Le riaperture attuate sono state troppo affrettate?
«Al contrario. Le riaperture sono state attuate per gradi, con scansione bisettimanale, come il comitato tecnico scientifico aveva raccomandato. Era necessario tornare alla normalità. Le istituzioni hanno fatto il loro dovere, adesso tocca alla gente rispettare le regole».

Insomma non è preoccupato?
«Lo sarei se i focolai fossero molteplici anche con minori casi ciascuno. Qui si tratta di eventi limitati nel tempo e nello spazio. Sarei più preoccupato se si verificassero 10 episodi in 10 luoghi diversi e prolungati nel tempo. In questa circostanza sappiamo invece dove sono nati e quando».

Secondo lei dobbiamo aspettarci una seconda ondata epidemica?
«Se per seconda ondata intendiamo la replica di quella che abbiamo vissuto tra febbraio e aprile le rispondo che no, a mio parere è difficile che si ripeta nel periodo autunnale con lo stesso vigore. Saranno inevitabili invece tanti micro focolai che però abbiamo imparato a gestire. Purtroppo non è così dappertutto nel mondo».

I direttore dell’Oms Ghebreyesus ha avvertito gli Stati dell’organizzazione: a livello mondiale la curva dell’epidemia è in rialzo?
«Sì, basta guardare quanto sta accadendo in America Latina, in particolare in Brasile.

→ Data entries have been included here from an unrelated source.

use axum::{
    Extension, Json,
    extract::{Path, State},
};
use std::sync::Arc;

use super::auth::CurrentUser;
use super::validation::{validate_episode_number, validate_series_id};
use super::{ApiError, ApiResponse, AppState};
use crate::services::{CatalogError, EpisodeView, SeriesView};

impl From<CatalogError> for ApiError {
    fn from(err: CatalogError) -> Self {
        match err {
            CatalogError::SeriesNotFound(_) => Self::NotFound("הסדרה לא נמצאה".to_string()),
            CatalogError::EpisodeNotFound { .. } => Self::NotFound("הפרק לא נמצא".to_string()),
            CatalogError::EpisodeLocked { .. } => {
                Self::Forbidden("פרק זה זמין לבעלי מנוי עונתי בלבד".to_string())
            }
            CatalogError::Validation(msg) => Self::ValidationError(msg),
            CatalogError::Conflict(msg) => Self::Conflict(msg),
            CatalogError::Database(msg) => Self::DatabaseError(msg),
            CatalogError::Internal(msg) => Self::InternalError(msg),
        }
    }
}

/// GET /series
pub async fn list_series(
    State(state): State<Arc<AppState>>,
) -> Result<Json<ApiResponse<Vec<SeriesView>>>, ApiError> {
    let series = state.catalog_service().list_series().await?;
    Ok(Json(ApiResponse::success(series)))
}

/// GET /series/{id}
pub async fn get_series(
    State(state): State<Arc<AppState>>,
    Path(id): Path<i32>,
) -> Result<Json<ApiResponse<SeriesView>>, ApiError> {
    let id = validate_series_id(id)?;
    let series = state.catalog_service().get_series(id).await?;
    Ok(Json(ApiResponse::success(series)))
}

/// GET /series/{id}/episodes
/// Locked episodes are listed without their video URL
pub async fn list_episodes(
    State(state): State<Arc<AppState>>,
    Path(id): Path<i32>,
    user: Option<Extension<CurrentUser>>,
) -> Result<Json<ApiResponse<Vec<EpisodeView>>>, ApiError> {
    let id = validate_series_id(id)?;
    let viewer = user.map(|Extension(CurrentUser(u))| u);

    let episodes = state
        .catalog_service()
        .list_episodes(id, viewer.as_ref())
        .await?;

    Ok(Json(ApiResponse::success(episodes)))
}

/// GET /series/{id}/episodes/{number}
pub async fn get_episode(
    State(state): State<Arc<AppState>>,
    Path((id, number)): Path<(i32, i32)>,
    user: Option<Extension<CurrentUser>>,
) -> Result<Json<ApiResponse<EpisodeView>>, ApiError> {
    let id = validate_series_id(id)?;
    let number = validate_episode_number(number)?;
    let viewer = user.map(|Extension(CurrentUser(u))| u);

    let episode = state
        .catalog_service()
        .get_episode(id, number, viewer.as_ref())
        .await?;

    Ok(Json(ApiResponse::success(episode)))
}
use chrono::{DateTime, Utc};

use crate::domain::{Money, SeriesId};

#[derive(Debug, Clone)]
pub struct Series {
    pub id: SeriesId,
    pub title: String,
    pub description: Option<String>,
    pub poster_url: Option<String>,
    pub total_episodes: i32,
    pub free_episodes_count: i32,
    pub season_pass_price: Option<Money>,
    pub created_at: DateTime<Utc>,
}

impl Series {
    /// Free episodes bypass the access check regardless of login state.
    #[must_use]
    pub const fn is_free_episode(&self, episode_number: i32) -> bool {
        episode_number <= self.free_episodes_count
    }
}

#[derive(Debug, Clone)]
pub struct SeriesInput {
    pub title: String,
    pub description: Option<String>,
    pub poster_url: Option<String>,
    pub total_episodes: i32,
    pub free_episodes_count: i32,
    pub season_pass_price: Option<Money>,
}

#[derive(Debug, Clone)]
pub struct Episode {
    pub id: i32,
    pub series_id: SeriesId,
    pub episode_number: i32,
    pub title: Option<String>,
    pub video_url: String,
    pub thumbnail_url: Option<String>,
    pub duration_seconds: Option<i32>,
}

#[derive(Debug, Clone)]
pub struct EpisodeInput {
    pub episode_number: i32,
    pub title: Option<String>,
    pub video_url: String,
    pub thumbnail_url: Option<String>,
    pub duration_seconds: Option<i32>,
}
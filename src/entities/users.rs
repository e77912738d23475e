use sea_orm::entity::prelude::*;

#[derive(Clone, Debug, PartialEq, Eq, DeriveEntityModel)]
#[sea_orm(table_name = "users")]
pub struct Model {
    #[sea_orm(primary_key)]
    pub id: i32,

    /// Stored lowercased.
    #[sea_orm(unique)]
    pub email: String,

    /// Argon2id password hash
    pub password_hash: String,

    /// Bearer token (64-char hex string)
    #[sea_orm(unique)]
    pub api_key: String,

    pub is_admin: bool,

    pub created_at: DateTimeUtc,

    pub updated_at: DateTimeUtc,
}

#[derive(Copy, Clone, Debug, EnumIter, DeriveRelation)]
pub enum Relation {
    #[sea_orm(has_many = "super::season_passes::Entity")]
    SeasonPasses,
}

impl Related<super::season_passes::Entity> for Entity {
    fn to() -> RelationDef {
        Relation::SeasonPasses.def()
    }
}

impl ActiveModelBehavior for ActiveModel {}
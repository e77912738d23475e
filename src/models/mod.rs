pub mod coupon;
pub mod season_pass;
pub mod series;
//! CLI module - Command-line interface for the season pass backend
//!
//! This module provides a structured CLI using clap for argument parsing.

use clap::{Parser, Subcommand};

/// Season pass purchase backend
/// Pricing, coupons, hosted payments and invoices for short drama series
#[derive(Parser)]
#[command(name = "seasonpass")]
#[command(author, version, about, long_about = None)]
pub struct Cli {
    #[command(subcommand)]
    pub command: Option<Commands>,
}

#[derive(Subcommand)]
pub enum Commands {
    /// Run the web API together with the order expiry sweep
    #[command(alias = "daemon", alias = "-d")]
    Serve,

    /// Expire stale pending orders once and exit
    #[command(alias = "expire")]
    Sweep,

    /// Create default config file
    #[command(alias = "--init")]
    Init,

    /// Validate the config file and print a summary
    #[command(alias = "check")]
    CheckConfig,
}

impl Cli {
    /// No subcommand means serve.
    #[must_use]
    pub fn command(&self) -> &Commands {
        self.command.as_ref().unwrap_or(&Commands::Serve)
    }
}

Il virus può arrivare in Italia anche da quei Paesi che stanno alimentando l’epidemia E’ una contraddizione limitare gli spostamenti tra i Paesi Schengen e non con il resto del mondo».

Lo Jenner Institute di Oxford ha annunciato che entro l’anno ci sarà il vaccino. Un’industria farmaceutica è pronta a produrlo in 2 miliardi di dosi. Prospettiva plausibile?
«La comunità scientifica non ha ancora visto dati, quelli iniziali erano contrastanti. Noi come Oms stiamo cercando di dare fondi affinché una volta che il vaccino sarà pronto possa essere venduto a prezzi accessibili».

E le terapie?
«Anche da questo punto di vista il virus si comporta in modo anomalo rispondendo alle terapie diversamente nei singoli pazienti e devono dunque essere individualizzate. E’ uno dei motivi che rendono difficili le sperimentazioni. Mancano ancora farmaci specifici, spero molto negli anticorpi monoclonali ma anche qui siamo solo all’inizio del percorso».